There was still a lot of pressing-checking-pressing-checking, etc.  Once I got close I put the trunion in the receiver and checked the gap.  Outside of the receiver the bolt head can wiggle a bit and throw off the reading, so it should always be checked with everything assembled.  The bolt gap spec for CETME and G3 based rifles is .004"-.020".  New builds tend to "settle" a little bit after firing and the bolt gap will close up some, so you want to shoot for the high end of the spec.  If you miss the spec or you shoot enough that you actually wear it out, over and undersize rollers are available, but it's best to try to get it in spec.  I ended up right at .019".
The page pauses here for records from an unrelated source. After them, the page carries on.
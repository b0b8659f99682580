//! Decodes the uploaded photo into image data ready for a PDF image XObject.
//!
//! Gray and RGB JPEG bytes are embedded untouched (DCTDecode). Everything
//! else, CMYK JPEGs included, is decoded and re-encoded as Flate-compressed
//! 8-bit RGB, with a separate gray soft mask when the source has
//! transparency.

use std::io::{Cursor, Write};
use std::path::Path;

use flate2::write::ZlibEncoder;
use flate2::Compression;
use image::codecs::jpeg::JpegDecoder;
use image::{ExtendedColorType, GenericImageView, ImageDecoder, ImageFormat};

use crate::render::RenderError;

#[derive(Debug, Clone, Copy, PartialEq, Eq)]
pub enum PhotoEncoding {
    Jpeg,
    Flate,
}

#[derive(Debug, Clone, Copy, PartialEq, Eq)]
pub enum PhotoColorSpace {
    Gray,
    Rgb,
}

/// Image data in the form the PDF writer embeds it.
#[derive(Debug, Clone)]
pub struct EmbeddedPhoto {
    pub width: u32,
    pub height: u32,
    pub encoding: PhotoEncoding,
    pub color_space: PhotoColorSpace,
    pub data: Vec<u8>,
    /// Flate-compressed 8-bit alpha channel, present only if some pixel is
    /// not fully opaque.
    pub alpha: Option<Vec<u8>>,
}

/// Reads and decodes the photo at `path`.
pub fn load_photo(path: &Path) -> Result<EmbeddedPhoto, RenderError> {
    let bytes = std::fs::read(path).map_err(|source| RenderError::PhotoUnreadable {
        path: path.to_path_buf(),
        source,
    })?;
    decode_photo(&bytes)
}

pub fn decode_photo(bytes: &[u8]) -> Result<EmbeddedPhoto, RenderError> {
    let format = image::guess_format(bytes).ok();
    let decoded = image::load_from_memory(bytes)?;
    let (width, height) = decoded.dimensions();

    if format == Some(ImageFormat::Jpeg) {
        let source_color = JpegDecoder::new(Cursor::new(bytes))?.original_color_type();
        if let Some(color_space) = passthrough_color_space(source_color) {
            return Ok(EmbeddedPhoto {
                width,
                height,
                encoding: PhotoEncoding::Jpeg,
                color_space,
                data: bytes.to_vec(),
                alpha: None,
            });
        }
    }

    let rgba = decoded.to_rgba8();
    let mut rgb = Vec::with_capacity(width as usize * height as usize * 3);
    let mut alpha = Vec::with_capacity(width as usize * height as usize);
    let mut has_alpha = false;
    for pixel in rgba.pixels() {
        let [r, g, b, a] = pixel.0;
        has_alpha |= a != 255;
        rgb.extend_from_slice(&[r, g, b]);
        alpha.push(a);
    }

    Ok(EmbeddedPhoto {
        width,
        height,
        encoding: PhotoEncoding::Flate,
        color_space: PhotoColorSpace::Rgb,
        data: flate_compress(&rgb)?,
        alpha: if has_alpha {
            Some(flate_compress(&alpha)?)
        } else {
            None
        },
    })
}

/// Colour space under which the JPEG's own DCT data can be embedded. `None`
/// means the pixels must be re-encoded.
fn passthrough_color_space(source: ExtendedColorType) -> Option<PhotoColorSpace> {
    match source {
        ExtendedColorType::L8 => Some(PhotoColorSpace::Gray),
        ExtendedColorType::Rgb8 => Some(PhotoColorSpace::Rgb),
        _ => None,
    }
}

fn flate_compress(data: &[u8]) -> Result<Vec<u8>, RenderError> {
    let mut encoder = ZlibEncoder::new(Vec::new(), Compression::default());
    encoder.write_all(data).map_err(RenderError::Compress)?;
    encoder.finish().map_err(RenderError::Compress)
}

#[cfg(test)]
mod tests {
    use super::*;

    fn encode(img: image::DynamicImage, format: ImageFormat) -> Vec<u8> {
        let mut out = Cursor::new(Vec::new());
        img.write_to(&mut out, format).unwrap();
        out.into_inner()
    }

    #[test]
    fn test_jpeg_passes_through_untouched() {
        let img = image::DynamicImage::ImageRgb8(image::RgbImage::from_pixel(
            8,
            6,
            image::Rgb([10, 120, 200]),
        ));
        let bytes = encode(img, ImageFormat::Jpeg);

        let photo = decode_photo(&bytes).unwrap();
        assert_eq!(photo.encoding, PhotoEncoding::Jpeg);
        assert_eq!(photo.color_space, PhotoColorSpace::Rgb);
        assert_eq!((photo.width, photo.height), (8, 6));
        assert_eq!(photo.data, bytes);
        assert!(photo.alpha.is_none());
    }

    #[test]
    fn test_gray_jpeg_passes_through_as_gray() {
        let img = image::DynamicImage::ImageLuma8(image::GrayImage::from_pixel(
            4,
            4,
            image::Luma([90]),
        ));
        let bytes = encode(img, ImageFormat::Jpeg);

        let photo = decode_photo(&bytes).unwrap();
        assert_eq!(photo.encoding, PhotoEncoding::Jpeg);
        assert_eq!(photo.color_space, PhotoColorSpace::Gray);
    }

    #[test]
    fn test_cmyk_jpeg_is_not_passed_through() {
        assert_eq!(passthrough_color_space(ExtendedColorType::Cmyk8), None);
        assert_eq!(
            passthrough_color_space(ExtendedColorType::Rgb8),
            Some(PhotoColorSpace::Rgb)
        );
        assert_eq!(
            passthrough_color_space(ExtendedColorType::L8),
            Some(PhotoColorSpace::Gray)
        );
    }

    #[test]
    fn test_opaque_png_has_no_mask() {
        let img = image::DynamicImage::ImageRgb8(image::RgbImage::from_pixel(
            4,
            4,
            image::Rgb([0, 0, 0]),
        ));
        let photo = decode_photo(&encode(img, ImageFormat::Png)).unwrap();
        assert_eq!(photo.encoding, PhotoEncoding::Flate);
        assert!(photo.alpha.is_none());
    }

    #[test]
    fn test_transparent_png_gets_mask() {
        let img = image::DynamicImage::ImageRgba8(image::RgbaImage::from_pixel(
            3,
            3,
            image::Rgba([255, 0, 0, 128]),
        ));
        let photo = decode_photo(&encode(img, ImageFormat::Png)).unwrap();
        assert!(photo.alpha.is_some());
    }

    #[test]
    fn test_garbage_bytes_fail_to_decode() {
        let err = decode_photo(b"definitely not an image").unwrap_err();
        assert!(matches!(err, RenderError::PhotoDecode(_)));
    }

    #[test]
    fn test_missing_file_is_unreadable() {
        let dir = tempfile::tempdir().unwrap();
        let err = load_photo(&dir.path().join("nope.png")).unwrap_err();
        assert!(matches!(err, RenderError::PhotoUnreadable { .. }));
    }
}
You can see all my welds here in their disappointingly sloppy Mig welded glory.  The trunion, receiver, and reinforcement rail are also all welded together at once through the hole that was drilled in the reinforcement rail.  While I was at it, I also drilled the holes for plug welding the cocking tube.

 
I left the barrel pin hole undrilled until the the trunion was welded into the receiver in case things moved a little while welding(and nothing did).  Normally, machining something like this is a pain because the existing hole in the trunion will want to make the drill bit wander as it's trying to drill through the barrel.  CETMEs and HKs are a bit different though.  The trunions on these things are HARD.  They will just laugh at a standard drill bit.  Because of this, you can use the trunion as a drill guide to drill the softer barrel.  The barrel pin is 5mm exactly.  Instead of drilling and reaming the barrel for the pin, the easy thing to do is to drill it with a #9 drill bit.  A #9 drill is just .0008" under 5mm, and makes for a good press fit without reaming. 



 


4 comments:

  1. "I ended up right at .019"

    Wouldn't it be better to be closer to .004, it seems that you're on the edges of a failure to fully close.

    ReplyDelete
    Replies
    1. The spec for CETMEs and G3s is .004"-.020". As the gun wears, the bolt gap will get smaller. If it were set to the low end of the spec, it would probably become too small as the barrel settles and all the parts wear in. The "ideal" gap for smoothest operation is around .012"-.015", more or less and it will recoil harder. Roller delay guns like this don't actually lock closed like a traditional locking system, the rollers just delay the opening long enough pressure bleed off. Too little gap and it will recoil hard and the action won't cycle reliably. If the gap is too large, there will be less delay and the carrier will move back with too much force. A little out of spec and it could eventually crack the rear of the receiver from excessive recoil, but unless the gap is way out of spec it won't explode like other guns might and there is ample warning that something isn't right.

      Delete
  2. Did you use a #9 with a wider 135* cutting face to minimize walking? Or did the trunnion as a guide let you use a standard cutting face?

    ReplyDelete
    Replies
    1. A standard #9 drill will work. On these things the trunnion is so hard that a high speed steel drill bit won't cut into it at all.